Data entries:
//! View data assembled from repository records
//!
//! Everything here is plain and serializable; "now" is always passed in so
//! the past/upcoming split is reproducible.

use chrono::{DateTime, Utc};
use serde::Serialize;
use showbook_common::db::{Artist, EntitySummary, ShowListing, Venue, VenueLocalityRow};

/// Venues sharing one (city, state) pair
#[derive(Debug, Clone, PartialEq, Serialize)]
pub struct LocalityGroup {
    pub city: String,
    pub state: String,
    pub venues: Vec<EntitySummary>,
}

/// Group venue rows by locality
///
/// Rows must already be ordered by state, then city; group order follows the
/// input and venues keep their order inside each group.
pub fn group_by_locality(rows: Vec<VenueLocalityRow>) -> Vec<LocalityGroup> {
    let mut groups: Vec<LocalityGroup> = Vec::new();

    for row in rows {
        let summary = EntitySummary {
            id: row.id,
            name: row.name,
            upcoming_show_count: row.upcoming_show_count,
        };

        match groups.last_mut() {
            Some(group) if group.city == row.city && group.state == row.state => {
                group.venues.push(summary);
            }
            _ => groups.push(LocalityGroup {
                city: row.city,
                state: row.state,
                venues: vec![summary],
            }),
        }
    }

    groups
}

/// Result page data for a name search
#[derive(Debug, Clone, PartialEq, Serialize)]
pub struct SearchResults {
    pub search_term: String,
    pub count: usize,
    pub data: Vec<EntitySummary>,
}

impl SearchResults {
    pub fn new(search_term: &str, data: Vec<EntitySummary>) -> Self {
        Self {
            search_term: search_term.to_string(),
            count: data.len(),
            data,
        }
    }
}

/// Which side of a show a detail page lists
#[derive(Debug, Clone, Copy, PartialEq, Eq)]
pub enum Counterpart {
    /// Venue pages list the performing artists
    Artist,
    /// Artist pages list the venues played
    Venue,
}

/// One show as seen from a venue or artist detail page
#[derive(Debug, Clone, PartialEq, Serialize)]
pub struct CounterpartShow {
    pub show_id: i64,
    pub id: i64,
    pub name: String,
    pub image_link: Option<String>,
    /// Serialized as ISO-8601
    pub start_time: DateTime<Utc>,
}

/// Shows split at "now"
#[derive(Debug, Clone, PartialEq, Serialize)]
pub struct ShowPartition {
    pub past_shows: Vec<CounterpartShow>,
    pub upcoming_shows: Vec<CounterpartShow>,
    pub past_shows_count: usize,
    pub upcoming_shows_count: usize,
}

/// Split listings into past (`start_time < now`) and upcoming shows
pub fn partition_shows(
    listings: Vec<ShowListing>,
    now: &DateTime<Utc>,
    counterpart: Counterpart,
) -> ShowPartition {
    let (upcoming, past): (Vec<ShowListing>, Vec<ShowListing>) =
        listings.into_iter().partition(|show| show.is_upcoming(now));

    let convert = |shows: Vec<ShowListing>| -> Vec<CounterpartShow> {
        shows
            .into_iter()
            .map(|show| match counterpart {
                Counterpart::Artist => CounterpartShow {
                    show_id: show.show_id,
                    id: show.artist_id,
                    name: show.artist_name,
                    image_link: show.artist_image_link,
                    start_time: show.start_time,
                },
                Counterpart::Venue => CounterpartShow {
                    show_id: show.show_id,
                    id: show.venue_id,
                    name: show.venue_name,
                    image_link: show.venue_image_link,
                    start_time: show.start_time,
                },
            })
            .collect()
    };

    let past_shows = convert(past);
    let upcoming_shows = convert(upcoming);

    ShowPartition {
        past_shows_count: past_shows.len(),
        upcoming_shows_count: upcoming_shows.len(),
        past_shows,
        upcoming_shows,
    }
}

/// Venue detail page data
#[derive(Debug, Clone, PartialEq, Serialize)]
pub struct VenueDetail {
    #[serde(flatten)]
    pub venue: Venue,
    #[serde(flatten)]
    pub shows: ShowPartition,
}

impl VenueDetail {
    pub fn assemble(venue: Venue, listings: Vec<ShowListing>, now: &DateTime<Utc>) -> Self {
        Self {
            venue,
            shows: partition_shows(listings, now, Counterpart::Artist),
        }
    }
}

/// Artist detail page data
#[derive(Debug, Clone, PartialEq, Serialize)]
pub struct ArtistDetail {
    #[serde(flatten)]
    pub artist: Artist,
    #[serde(flatten)]
    pub shows: ShowPartition,
}

impl ArtistDetail {
    pub fn assemble(artist: Artist, listings: Vec<ShowListing>, now: &DateTime<Utc>) -> Self {
        Self {
            artist,
            shows: partition_shows(listings, now, Counterpart::Venue),
        }
    }
}

#[cfg(test)]
mod tests {
    use super::*;
    use chrono::{Duration, TimeZone};

    fn now() -> DateTime<Utc> {
        Utc.with_ymd_and_hms(2025, 6, 1, 20, 0, 0).unwrap()
    }

    fn listing(show_id: i64, start_time: DateTime<Utc>) -> ShowListing {
        ShowListing {
            show_id,
            start_time,
            venue_id: 1,
            venue_name: "The Musical Hop".to_string(),
            venue_image_link: None,
            artist_id: 4,
            artist_name: "Guns N Petals".to_string(),
            artist_image_link: Some("https://images.example.com/gnp.jpg".to_string()),
        }
    }

    fn locality_row(id: i64, name: &str, city: &str, state: &str, count: i64) -> VenueLocalityRow {
        VenueLocalityRow {
            id,
            name: name.to_string(),
            city: city.to_string(),
            state: state.to_string(),
            upcoming_show_count: count,
        }
    }

    #[test]
    fn test_group_by_locality() {
        let groups = group_by_locality(vec![
            locality_row(1, "The Musical Hop", "San Francisco", "CA", 0),
            locality_row(3, "Park Square Live Music & Coffee", "San Francisco", "CA", 1),
            locality_row(2, "The Dueling Pianos Bar", "New York", "NY", 0),
        ]);

        assert_eq!(groups.len(), 2);
        assert_eq!(groups[0].city, "San Francisco");
        assert_eq!(groups[0].venues.len(), 2);
        assert_eq!(groups[0].venues[1].upcoming_show_count, 1);
        assert_eq!(groups[1].state, "NY");
    }

    #[test]
    fn test_group_by_locality_empty() {
        assert!(group_by_locality(Vec::new()).is_empty());
    }

    #[test]
    fn test_partition_covers_every_show_once() {
        let listings = vec![
            listing(1, now() - Duration::days(400)),
            listing(2, now() - Duration::seconds(1)),
            listing(3, now()),
            listing(4, now() + Duration::days(30)),
        ];
        let total = listings.len();

        let partition = partition_shows(listings, &now(), Counterpart::Artist);

        assert_eq!(partition.past_shows_count + partition.upcoming_shows_count, total);
        assert_eq!(partition.past_shows_count, 2);
        // A show starting exactly now is upcoming
        assert_eq!(
            partition.upcoming_shows.iter().map(|s| s.show_id).collect::<Vec<_>>(),
            vec![3, 4]
        );
    }

    #[test]
    fn test_partition_uses_counterpart_side() {
        let artist_side = partition_shows(vec![listing(1, now())], &now(), Counterpart::Artist);
        assert_eq!(artist_side.upcoming_shows[0].id, 4);
        assert_eq!(artist_side.upcoming_shows[0].name, "Guns N Petals");

        let venue_side = partition_shows(vec![listing(1, now())], &now(), Counterpart::Venue);
        assert_eq!(venue_side.upcoming_shows[0].id, 1);
        assert_eq!(venue_side.upcoming_shows[0].image_link, None);
    }

    #[test]
    fn test_detail_serializes_iso_start_time() {
        let venue = Venue {
            id: 1,
            name: "The Musical Hop".to_string(),
            city: "San Francisco".to_string(),
            state: "CA".to_string(),
            address: "1015 Folsom Street".to_string(),
            phone: None,
            image_link: None,
            facebook_link: None,
            website_link: None,
            genres: vec!["Jazz".to_string()],
            seeking_talent: false,
            seeking_description: None,
        };
        let start = Utc.with_ymd_and_hms(2019, 5, 21, 21, 30, 0).unwrap();
        let detail = VenueDetail::assemble(venue, vec![listing(1, start)], &now());

        let value = serde_json::to_value(&detail).unwrap();
        assert_eq!(value["name"], "The Musical Hop");
        assert_eq!(value["past_shows_count"], 1);
        assert_eq!(value["past_shows"][0]["start_time"], "2019-05-21T21:30:00Z");
    }
}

**AIM OF THE EXERCISE**
Where a line above holds the string "pages", show that line.

**RESULT OF THIS TASK**
    /// Venue pages list the performing artists
    /// Artist pages list the venues played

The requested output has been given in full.